O crivo dos tempos passou sobre Tirpitz, “o eterno”. Falkenhayn, “o fascinador”, Ratheneau, “o animador espiritual”, erigidos em símbolos no vosso Na Alemanha. O vosso livro contém, entretanto, páginas em que sobressaem a acuidade da visão, o senso da realidade. O remate do capítulo sobre os Estados Unidos tem os contornos de uma lição de política econômica. Dissestes: “Sob o aspecto financeiro, a chave da ressurreição europeia se encontra, pois, nas mãos dos Estados Unidos. Esses são os senhores da política de cooperação, que será a única capaz de salvar o Velho Mundo do bolchevismo sob a forma anárquica pela qual domina ele na Rússia. O apelo da Europa não deve ser dirigido ao espírito idealista da raça, mas antes à sua mesma índole prática.” A vossa observação data de 1921, e como os fatos vos deram razão! O mesmo espírito penetrante e que, sob as aparências da inquietação exterior, envolve argúcia e sutileza, nem sempre encontradiças nos que escrevem ao sabor dos acontecimentos do dia, via realizada a sua predição, com o papel preponderante da grande nação norte-americana nos destinos das raças livres. Esse mesmo espírito é o que, mais de trinta anos passados, ergue a sua voz impetuosa e vibrante, combatendo, indiferente aos apodos, o Jacobinismo econômico. Essa continuidade de pensamento, expresso na juventude e ratificado na maturidade, sintetiza poderosa regra mental. Viste igualmente com irrefragável nitidez o que continha a estrutura dos tratados de paz. Assinalastes os defeitos do arcabouço, em prejuízo dos objetivos visados, e salientastes com a precisão do cultor do Direito: “Só uma obra paciente feita num espírito simpático de justiça, poderia triunfar contra o caos.”Também em relação à cooperação da ciência com os problemas militares tivestes conceitos de vidente. Proclamastes sem reservas: “A guerra futura será uma guerra de laboratório.” E depois dessa concisão, o remate inacessível à contradita: “A Ciência se prepara a fim de entregar ao homem o segredo de elementos de destruição de tal modo assustadores que é de crer, nesse dia, o receio do aniquilamento coletivo ponha termo às veleidades belicosas dos profissionais da carnagem e da morte.”

O vosso estilo transborda de exuberância, destreza e flexuosidade. Nem sempre límpido; sempre empolgante. Encachoeira-se por vezes, envolvendo o leitor numa atmosfera da qual a meditação é banida. Há certas passagens de vossa produção jornalística em que sentimos que o vigor do raciocínio se perde no labirinto que ides criando. Para chegardes a uma conclusão, o vosso espírito divaga em torneios dispensáveis. Entretanto, quando quereis ser objetivo, a vossa capacidade de observação atinge pontos culminantes. A verdade é que no vosso estilo jornalístico debalde encontraremos qualquer imitação. Tendes feição própria; nem o poder verbal e a torrente caudalosa de Ruy nem a simplicidade de Ferreira de Araújo, nem a simetria sentenciosa de Alcindo Guanabara.

Esse refugir ao pastiche é o que realça igualmente a vossa oratória parlamentar.Apresentais decerto traços da oratória britânica e não de oratória latina. Zombarias à Sheridan, acentos à Churchill, para citar dois exemplos distantes no tempo, mas iguais no processo mental. Os vossos grandes discursos sobre assuntos os mais variados revelaram uma força nova a agir com estrépito no cenário do Congresso Nacional, despertando simpatia, acolhimento e repercussão mais profunda do que a de vossos artigos de jornal.

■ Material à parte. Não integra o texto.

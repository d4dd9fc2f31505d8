//! Pagination – splits a list of positioned boxes into pages.
//!
//! Handles:
//! - page boundaries for the configured geometry
//! - table row splitting across pages
//! - line splitting of paragraphs taller than a page
//! - keeping photo cards together
//! - resolving text alignment into per-line offsets

use crate::fonts::FontManager;
use crate::layout::{BoxContent, BoxKind, PositionedBox};
use crate::layout_config::*;
use crate::pipeline::PageGeometry;
use crate::style::{FontStyle, TextAlign};

/// Recursively expand any pure-container box whose height exceeds a single
/// page so its children can be split across pages individually.
fn flatten_for_pagination<'a>(
    boxes: &'a [PositionedBox],
    content_height: f32,
) -> Vec<&'a PositionedBox> {
    let mut result = Vec::new();
    for pbox in boxes {
        if pbox.height > content_height
            && matches!(pbox.content, BoxContent::None)
            && !pbox.children.is_empty()
        {
            result.extend(flatten_for_pagination(&pbox.children, content_height));
        } else {
            result.push(pbox);
        }
    }
    result
}

/// Start a fresh page, returning the finished one.
fn next_page(config: &mut LayoutConfig, current_page: &mut PageLayout) {
    let index = config.pages.len() + 1;
    config.pages.push(std::mem::replace(
        current_page,
        PageLayout {
            page_index: index,
            boxes: Vec::new(),
        },
    ));
}

/// Convert positioned boxes into a paginated LayoutConfig.
pub fn paginate(
    boxes: &[PositionedBox],
    geometry: &PageGeometry,
    fonts: &FontManager,
) -> LayoutConfig {
    let mut config = LayoutConfig::new(
        geometry.title.clone(),
        geometry.page_width,
        geometry.page_height,
    );
    let page_margin = geometry.margin;
    let content_height = geometry.content_height();

    let flat = flatten_for_pagination(boxes, content_height);

    let mut current_page = PageLayout {
        page_index: 0,
        boxes: Vec::new(),
    };

    // Document-space y at which the current page begins. `pbox.y -
    // page_start_doc_y` is the y-on-page of any box.
    let mut page_start_doc_y = 0.0f32;

    for pbox in &flat {
        let y_on_page = (pbox.y - page_start_doc_y).max(0.0);
        let box_bottom = y_on_page + pbox.height;

        if box_bottom > content_height {
            if pbox.kind == BoxKind::Table && !pbox.children.is_empty() {
                split_table_box(
                    pbox,
                    &mut config,
                    &mut current_page,
                    &mut page_start_doc_y,
                    content_height,
                    page_margin,
                    fonts,
                );
                continue;
            }
            if let BoxContent::Text { lines, .. } = &pbox.content {
                if pbox.height > content_height && lines.len() > 1 {
                    split_text_box(
                        pbox,
                        &mut config,
                        &mut current_page,
                        &mut page_start_doc_y,
                        content_height,
                        page_margin,
                        fonts,
                    );
                    continue;
                }
            }
            if !current_page.boxes.is_empty() {
                next_page(&mut config, &mut current_page);
                page_start_doc_y = pbox.y;
            }
        }

        let y_on_page = (pbox.y - page_start_doc_y).max(0.0);
        let layout_box = positioned_to_layout_box(pbox, page_margin, y_on_page, fonts);
        if !layout_box.is_blank() {
            current_page.boxes.push(layout_box);
        }
    }

    if !current_page.boxes.is_empty() || config.pages.is_empty() {
        config.pages.push(current_page);
    }
    log::debug!(
        "paginated into {} page(s) of {}x{}pt",
        config.pages.len(),
        geometry.page_width,
        geometry.page_height
    );
    config
}

fn split_table_box(
    pbox: &PositionedBox,
    config: &mut LayoutConfig,
    current_page: &mut PageLayout,
    page_start_doc_y: &mut f32,
    content_height: f32,
    page_margin: f32,
    fonts: &FontManager,
) {
    for row in &pbox.children {
        let y_on_page = (row.y - *page_start_doc_y).max(0.0);
        if y_on_page + row.height > content_height && !current_page.boxes.is_empty() {
            next_page(config, current_page);
            *page_start_doc_y = row.y;
        }
        let y = (row.y - *page_start_doc_y).max(0.0);
        let row_box = positioned_to_layout_box(row, page_margin, y, fonts);
        if !row_box.is_blank() {
            current_page.boxes.push(row_box);
        }
    }
}

/// Place a paragraph taller than a page as consecutive runs of lines, the
/// first filling what is left of the current page.
fn split_text_box(
    pbox: &PositionedBox,
    config: &mut LayoutConfig,
    current_page: &mut PageLayout,
    page_start_doc_y: &mut f32,
    content_height: f32,
    page_margin: f32,
    fonts: &FontManager,
) {
    let BoxContent::Text { lines, style } = &pbox.content else {
        return;
    };
    let line_height = fonts.line_height_px(style.font_size, style.line_height);
    if line_height <= 0.0 {
        return;
    }

    let mut start = 0;
    while start < lines.len() {
        let top = pbox.y + start as f32 * line_height;
        let mut y_on_page = (top - *page_start_doc_y).max(0.0);
        let mut room = ((content_height - y_on_page) / line_height + 0.001).floor().max(0.0) as usize;
        if room == 0 && !current_page.boxes.is_empty() {
            next_page(config, current_page);
            *page_start_doc_y = top;
            y_on_page = 0.0;
            room = (content_height / line_height + 0.001).floor() as usize;
        }
        let end = (start + room.max(1)).min(lines.len());

        let run = PositionedBox {
            x: pbox.x,
            y: top,
            width: pbox.width,
            height: (end - start) as f32 * line_height,
            paint: pbox.paint,
            content: BoxContent::Text {
                lines: lines[start..end].to_vec(),
                style: style.clone(),
            },
            children: Vec::new(),
            kind: pbox.kind,
        };
        let run_box = positioned_to_layout_box(&run, page_margin, y_on_page, fonts);
        if !run_box.is_blank() {
            current_page.boxes.push(run_box);
        }

        start = end;
        if start < lines.len() {
            next_page(config, current_page);
            *page_start_doc_y = pbox.y + start as f32 * line_height;
        }
    }
}

/// Convert a PositionedBox to a LayoutBox with page-absolute coordinates.
/// `y_on_page` = `pbox.y - page_start_doc_y`.
fn positioned_to_layout_box(
    pbox: &PositionedBox,
    page_margin: f32,
    y_on_page: f32,
    fonts: &FontManager,
) -> LayoutBox {
    build_layout_box(pbox, pbox.x, page_margin + y_on_page, fonts)
}

fn rgba(c: crate::style::Color) -> [f32; 4] {
    c.to_array()
}

/// Recursively build a LayoutBox tree where every box carries *page-absolute*
/// x/y coordinates (origin = top-left of the physical page).
///
/// Children keep their offset from the parent:
///   `child_abs_y = parent_abs_y + (child.y − parent.y)`
fn build_layout_box(pbox: &PositionedBox, abs_x: f32, abs_y: f32, fonts: &FontManager) -> LayoutBox {
    let mut lb = LayoutBox::new(abs_x, abs_y, pbox.width, pbox.height);

    if let Some(bg) = pbox.paint.background.filter(|c| !c.is_transparent()) {
        lb.background_color = Some(rgba(bg));
    }
    if let Some((width, color)) = pbox.paint.border {
        if width > 0.0 {
            lb.border = Some(BorderStyle {
                width,
                color: rgba(color),
            });
        }
    }

    match &pbox.content {
        BoxContent::Text { lines, style } => {
            let bold = style.is_bold();
            let line_height = fonts.line_height_px(style.font_size, style.line_height);
            let text_lines: Vec<TextLine> = lines
                .iter()
                .enumerate()
                .map(|(i, line)| {
                    let slack = (pbox.width - fonts.measure_text_width(line, style.font_size, bold))
                        .max(0.0);
                    let x_offset = match style.text_align {
                        TextAlign::Left => 0.0,
                        TextAlign::Center => slack / 2.0,
                        TextAlign::Right => slack,
                    };
                    TextLine {
                        text: line.clone(),
                        x_offset,
                        y_offset: i as f32 * line_height,
                    }
                })
                .collect();

            lb.text = Some(TextContent {
                lines: text_lines,
                font_family: "Helvetica".to_string(),
                font_size: style.font_size,
                bold,
                italic: style.font_style == FontStyle::Italic,
                color: rgba(style.color),
                line_height,
                text_align: match style.text_align {
                    TextAlign::Left => "left".to_string(),
                    TextAlign::Center => "center".to_string(),
                    TextAlign::Right => "right".to_string(),
                },
            });
        }
        BoxContent::Image { src } => {
            lb.image = Some(ImageContent {
                src: src.clone(),
                width: pbox.width,
                height: pbox.height,
            });
        }
        BoxContent::Rule(rule) => {
            lb.rule = Some(RuleContent {
                thickness: rule.thickness,
                color: rgba(rule.color),
                dashed: rule.kind == crate::blocks::RuleKind::Dashed,
            });
        }
        BoxContent::None => {}
    }

    for child in &pbox.children {
        let child_abs_y = abs_y + (child.y - pbox.y);
        let child_box = build_layout_box(child, child.x, child_abs_y, fonts);
        if !child_box.is_blank() {
            lb.children.push(child_box);
        }
    }

    lb
}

Não sois ironista. A forma sarcástica é a deformação da ideia. Só a exercem com proficiência os seres malignos ou refolhados. Aliás, os ironistas são os mais suscetíveis e, por estranha contradição, os que menos suportam o revide. A ironia difere do humour; este é límpido e fluido; a outra, artificiosa e pedante. A vossa natureza indômita não se acomoda à ironia pretensiosa. Mas os vossos leitores sempre se surpreendem com a irisação de vossa prosa. Edouard Herriot diz do vocabulário do vosso grande homônimo nas Letras francesas ser ele uma invenção perpétua. O vosso, Sr. Assis Chateaubriand, traz sempre o imprevisto, o traço cintilante, a expressão inédita.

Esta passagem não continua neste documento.